Guiding seminar 2 (2020) Flashcards
Anomalies: The Law of One Price in Financial Markets
What is the law of one price?
The Law of One Price: if there are no transaction costs or other constraints (e.g. short selling), identical goods must have identical prices
Motivation: should two identical goods be traded at different prices, arbitrageurs will immediately step in and exploit the arbitrage opportunity
An arbitrage opportunity is an option to make a riskless profit by trading in misprices assets
Anomalies: The Law of One Price in Financial Markets
Why doesn’t the law of price hold?
In financial markets, not all of these conditions hold:
▪ Not all goods have close or any substitutes (GM shares; the whole US stock market)
▪ Financial markets often are fragmented (think of foreign investors)
▪ Arbitrage opportunities are hardly ever completely riskless. Oftentimes, they are good but risky bets
–> short selling forbidden in some countries (?)
Anomalies: The Law of One Price in Financial Markets
What is a closed-end country fund and why does the law of one price not hold within it? (Claim and refute)
Closed-end country funds (i) invest significant amounts in foreign securities (e.g. $1bn);
(ii) issue shares representing ownership in the fund (e.g. 10m shares) and list them on a stock exchange;
(iii) the shares are traded like those of a regular company; (iv) the fund’s
CFs (from dividends or sale of company shares) are distributed to shareholders or reinvested (1-2% annual management fee). The relationship between the fund prices and net asset values (NAVs) can vary across
funds and time with both huge discounts and premia (due to manager’s fee) –> NAV and the the price of the fund should be equal
- ->Argument: the two assets (the fund’s shares and the underlying basket) are not precisely identical – the fund portfolio manager charges a fee and incurs other expenses (CF to the basket and to the fund’s shareholders are not identical) or has a superior stock-picking abilities
- ->Refute: This could justify only moderate discounts/premia. + In practice there is little relation between discounts/premia and fund performance
–>Argument: the premium of country funds could be due to legal barriers preventing investors from buying foreign stock (i.e. LOP may not hold due to market fragmentation or in presence of significant transaction costs)

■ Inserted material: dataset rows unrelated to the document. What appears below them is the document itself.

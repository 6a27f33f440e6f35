// SPDX-FileCopyrightText: 2025 Semiotic AI, Inc.
//
// SPDX-License-Identifier: Apache-2.0

//! Flattening of embedded annotation payloads into table columns
//!
//! An exported batch table carries the raw service response of each gene in a
//! payload column (`regulatory_data`). [`RecordFlattener`] replaces that
//! column with the scalar fields of the first regulatory feature of each row:
//!
//! | name | regulatory_data                   |    | name | id    | start |
//! |------|-----------------------------------|----|------|-------|-------|
//! | A    | `[{"id": "ENSR1", "start": 5}]`   | => | A    | ENSR1 | 5     |
//! | B    | `[]`                              |    | B    |       |       |
//!
//! The output header is the union of the columns produced by every row, so
//! all rows are parsed before the first one is emitted. Rows lacking a column
//! get the missing-value marker.

use std::collections::HashMap;
use std::path::Path;

use tracing::{debug, info};

use crate::config::constants::columns;
use crate::errors::FlattenError;
use crate::spans;
use crate::table::{Table, MISSING};
use crate::types::annotation::ParsedAnnotation;

/// What happens to rows whose payload holds no features
#[derive(Debug, Clone, Copy, Default, PartialEq, Eq)]
pub enum EmptyAnnotationPolicy {
    /// Keep the row with its original columns only
    #[default]
    Retain,
    /// Leave the row out of the flattened table
    Drop,
}

/// Expands a table's payload column into scalar columns
#[derive(Debug, Clone)]
pub struct RecordFlattener {
    payload_column: String,
    policy: EmptyAnnotationPolicy,
}

impl Default for RecordFlattener {
    fn default() -> Self {
        Self {
            payload_column: columns::REGULATORY_DATA.to_string(),
            policy: EmptyAnnotationPolicy::default(),
        }
    }
}

impl RecordFlattener {
    pub fn new(policy: EmptyAnnotationPolicy) -> Self {
        Self {
            policy,
            ..Self::default()
        }
    }

    /// Use a payload column other than `regulatory_data`
    pub fn with_payload_column(mut self, column: impl Into<String>) -> Self {
        self.payload_column = column.into();
        self
    }

    pub fn payload_column(&self) -> &str {
        &self.payload_column
    }

    pub fn policy(&self) -> EmptyAnnotationPolicy {
        self.policy
    }

    /// Flattens `table`, producing one row per retained input row
    ///
    /// Output columns are the input columns without the payload column,
    /// followed by expansion columns in the order they were first seen. A
    /// payload field named like an input column replaces that row's value.
    ///
    /// # Errors
    ///
    /// [`FlattenError::MissingPayloadColumn`] if the table has no payload column.
    pub fn flatten(&self, table: &Table) -> Result<Table, FlattenError> {
        let span = spans::flatten_table(table.len(), &self.payload_column);
        let _guard = span.enter();

        let payload_index = table
            .column_index(&self.payload_column)
            .ok_or_else(|| FlattenError::missing_payload_column(&self.payload_column))?;

        let mut header: Vec<String> = Vec::with_capacity(table.columns().len());
        let mut positions: HashMap<String, usize> = HashMap::new();
        for (index, column) in table.columns().iter().enumerate() {
            if index != payload_index {
                positions.entry(column.clone()).or_insert(header.len());
                header.push(column.clone());
            }
        }
        let base_width = header.len();

        // First pass: parse every payload and collect the column union
        let mut pending = Vec::with_capacity(table.len());
        let mut dropped = 0usize;
        for (row_index, row) in table.rows().iter().enumerate() {
            let parsed = ParsedAnnotation::parse_cell(row.get(payload_index).map(String::as_str));

            if let ParsedAnnotation::Malformed(reason) = &parsed {
                debug!(
                    row = row_index,
                    reason = %reason,
                    "Unusable annotation payload, treating as empty"
                );
            }

            if parsed.is_empty() && self.policy == EmptyAnnotationPolicy::Drop {
                dropped += 1;
                continue;
            }

            // The payload column is removed from the output, fields named after it too
            let expansion: Vec<(String, String)> = parsed
                .columns()
                .into_iter()
                .filter(|(name, _)| *name != self.payload_column)
                .collect();
            for (name, _) in &expansion {
                if !positions.contains_key(name) {
                    positions.insert(name.clone(), header.len());
                    header.push(name.clone());
                }
            }
            pending.push((row, expansion));
        }

        // Second pass: emit rows against the full header
        let mut output = Table::new(header.iter().cloned());
        for (row, expansion) in pending {
            let mut cells: Vec<String> = row
                .iter()
                .enumerate()
                .filter(|(index, _)| *index != payload_index)
                .map(|(_, cell)| cell.clone())
                .collect();
            cells.resize(header.len(), MISSING.to_string());

            for (name, value) in expansion {
                if let Some(&position) = positions.get(&name) {
                    cells[position] = value;
                }
            }
            output.push_row(cells);
        }

        info!(
            rows_in = table.len(),
            rows_out = output.len(),
            added_columns = header.len() - base_width,
            dropped,
            "Completed flattening"
        );

        Ok(output)
    }

    /// Reads the table at `input`, flattens it and writes the result to `output`
    pub fn flatten_file(
        &self,
        input: impl AsRef<Path>,
        output: impl AsRef<Path>,
    ) -> Result<(), FlattenError> {
        let input = input.as_ref();
        let output = output.as_ref();

        if !input.exists() {
            return Err(FlattenError::FileNotFound {
                path: input.to_path_buf(),
            });
        }

        let table = Table::read_csv(input).map_err(|e| FlattenError::csv(input, e))?;
        if table.columns().is_empty() {
            return Err(FlattenError::EmptyFile {
                path: input.to_path_buf(),
            });
        }

        let flattened = self.flatten(&table)?;
        flattened
            .write_csv(output)
            .map_err(|e| FlattenError::csv(output, e))?;

        info!(path = %output.display(), rows = flattened.len(), "Flattened table saved");
        Ok(())
    }
}

#[cfg(test)]
mod tests {
    use super::*;

    fn table(rows: &[(&str, &str)]) -> Table {
        let mut table = Table::new(["name", "regulatory_data"]);
        for (name, payload) in rows {
            table.push_row([*name, *payload]);
        }
        table
    }

    #[test]
    fn test_empty_payload_keeps_original_columns() {
        let input = table(&[("A", "[]"), ("B", "")]);
        let output = RecordFlattener::default().flatten(&input).unwrap();

        assert_eq!(output.columns(), ["name"]);
        assert_eq!(output.rows(), [vec!["A".to_string()], vec!["B".to_string()]]);
    }

    #[test]
    fn test_single_quoted_payload_is_expanded() {
        let input = table(&[("A", "[{'a': 1, 'b': 2}]")]);
        let output = RecordFlattener::default().flatten(&input).unwrap();

        assert_eq!(output.columns(), ["name", "a", "b"]);
        assert_eq!(output.get(0, "a"), Some("1"));
        assert_eq!(output.get(0, "b"), Some("2"));
        assert!(output.column_index("regulatory_data").is_none());
    }

    #[test]
    fn test_column_union_fills_missing() {
        let input = table(&[("A", r#"[{"x": 1}]"#), ("B", r#"[{"y": 2}]"#), ("C", "[]")]);
        let output = RecordFlattener::default().flatten(&input).unwrap();

        assert_eq!(output.columns(), ["name", "x", "y"]);
        assert_eq!(output.rows()[0], ["A", "1", MISSING]);
        assert_eq!(output.rows()[1], ["B", MISSING, "2"]);
        assert_eq!(output.rows()[2], ["C", MISSING, MISSING]);
    }

    #[test]
    fn test_drop_policy_removes_unannotated_rows() {
        let input = table(&[("A", r#"[{"x": 1}]"#), ("B", "[]"), ("C", "garbage")]);
        let output = RecordFlattener::new(EmptyAnnotationPolicy::Drop)
            .flatten(&input)
            .unwrap();

        assert_eq!(output.len(), 1);
        assert_eq!(output.get(0, "name"), Some("A"));
    }

    #[test]
    fn test_retain_policy_keeps_malformed_rows() {
        let input = table(&[("A", "garbage"), ("B", r#"{"error": "bad region"}"#)]);
        let output = RecordFlattener::default().flatten(&input).unwrap();

        assert_eq!(output.columns(), ["name"]);
        assert_eq!(output.len(), 2);
    }

    #[test]
    fn test_payload_column_in_the_middle() {
        let mut input = Table::new(["name", "regulatory_data", "biotype"]);
        input.push_row(["A", r#"[{"id": "ENSR1"}]"#, "protein_coding"]);
        let output = RecordFlattener::default().flatten(&input).unwrap();

        assert_eq!(output.columns(), ["name", "biotype", "id"]);
        assert_eq!(output.rows()[0], ["A", "protein_coding", "ENSR1"]);
    }

    #[test]
    fn test_colliding_field_overwrites_original_value() {
        let mut input = Table::new(["name", "regulatory_data"]);
        input.push_row(["A", r#"[{"name": "feature-name"}]"#]);
        let output = RecordFlattener::default().flatten(&input).unwrap();

        assert_eq!(output.columns(), ["name"]);
        assert_eq!(output.get(0, "name"), Some("feature-name"));
    }

    #[test]
    fn test_field_named_like_payload_column_is_dropped() {
        let input = table(&[("A", r#"[{"id": "ENSR1", "regulatory_data": "nested"}]"#)]);
        let output = RecordFlattener::default().flatten(&input).unwrap();

        assert_eq!(output.columns(), ["name", "id"]);
        assert_eq!(output.rows()[0], ["A", "ENSR1"]);
    }

    #[test]
    fn test_missing_payload_column_fails() {
        let input = Table::new(["name", "coordinate"]);
        let err = RecordFlattener::default().flatten(&input).unwrap_err();
        assert!(matches!(
            err,
            FlattenError::MissingPayloadColumn { column } if column == "regulatory_data"
        ));
    }

    #[test]
    fn test_custom_payload_column() {
        let mut input = Table::new(["gene", "features"]);
        input.push_row(["A", r#"[{"id": "ENSR1"}]"#]);
        let output = RecordFlattener::default()
            .with_payload_column("features")
            .flatten(&input)
            .unwrap();

        assert_eq!(output.columns(), ["gene", "id"]);
    }
}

–> Taiwan country fund story: shortly after its launch in the U.S., the country fund traded at a 205%
premium (the premium stayed above 100% for 10 weeks and above 50% for 30 weeks..)
- ->Argument: legal barriers prevented U.S. investors from buying Taiwanese stocks directly
- ->But why pay so much? (equivalent to paying $1 for $0.33 of assets).In other cases premiums persisted even in the absence of trading barriers:
• German country fund story: after Berlin wall fell, the fund value rose more than the value of
underlying stocks – from trading at a 9% discount to a 100% premium; after the euphoria in the
U.S. wore off, the premium fell close to 0%
But U.S. investors were free to invest directly in Germany
Anomalies: The Law of One Price in Financial Markets
What examples did the authors provide to show that the law of one price does not hold?
- Closed-end country funds (market price vs NAV)
- American Depositary Receipts (ADRs)- Infosys story- American investors pay huge premiums to ADRs to have shares in a company in India, while prices are low in domestic India’s markets.
- Twin shares (two types of shares with fixed claims of assets and cash flows)- Royal Dutch shares got 60% of company’s profits, while Shell shares only 40% event though the same company.
- Dual class shares (identical CFs but different voting rights)- Molex story- when voting shares were added to S&P 500, the premium rose 49%.
- Corporate spinoffs (3com created a new division Palm–> 1 share of 3com had an embedded share of 1.5 Palm shares)
Anomalies: The Law of One Price in Financial Markets
What is Long-Term capital management? What is a noice-trader risk?
Long-Term Capital Management: a venerable multi-billion hedge fund trading mainly in fixed income securities (making bets on the convergence of bond spreads). Had a range of converge-divergence exposures in equities as well.
Fell victim of the “noise trader” risk. Even though spreads between identical assets should in theory be eliminated, in practice they can stay constant or even widen for longer than any arbitrageur can sustain their position
Anomalies: The Law of One Price in Financial Markets
What prevents arbitraguers from enforcing the law?
What prevents arbitrageurs from enforcing the Law:
i) Short selling constraints:
• Lendable supply of shares or products is limited (most of shares held by noninstitutional investors – Palm) + legal barriers to foreign trading (country funds)
• Transaction costs
ii) Noise trader risk: after an arbitrageur takes a position, the disparity can widen →
margin calls → forced to liquidate the position at a loss (think LTCM)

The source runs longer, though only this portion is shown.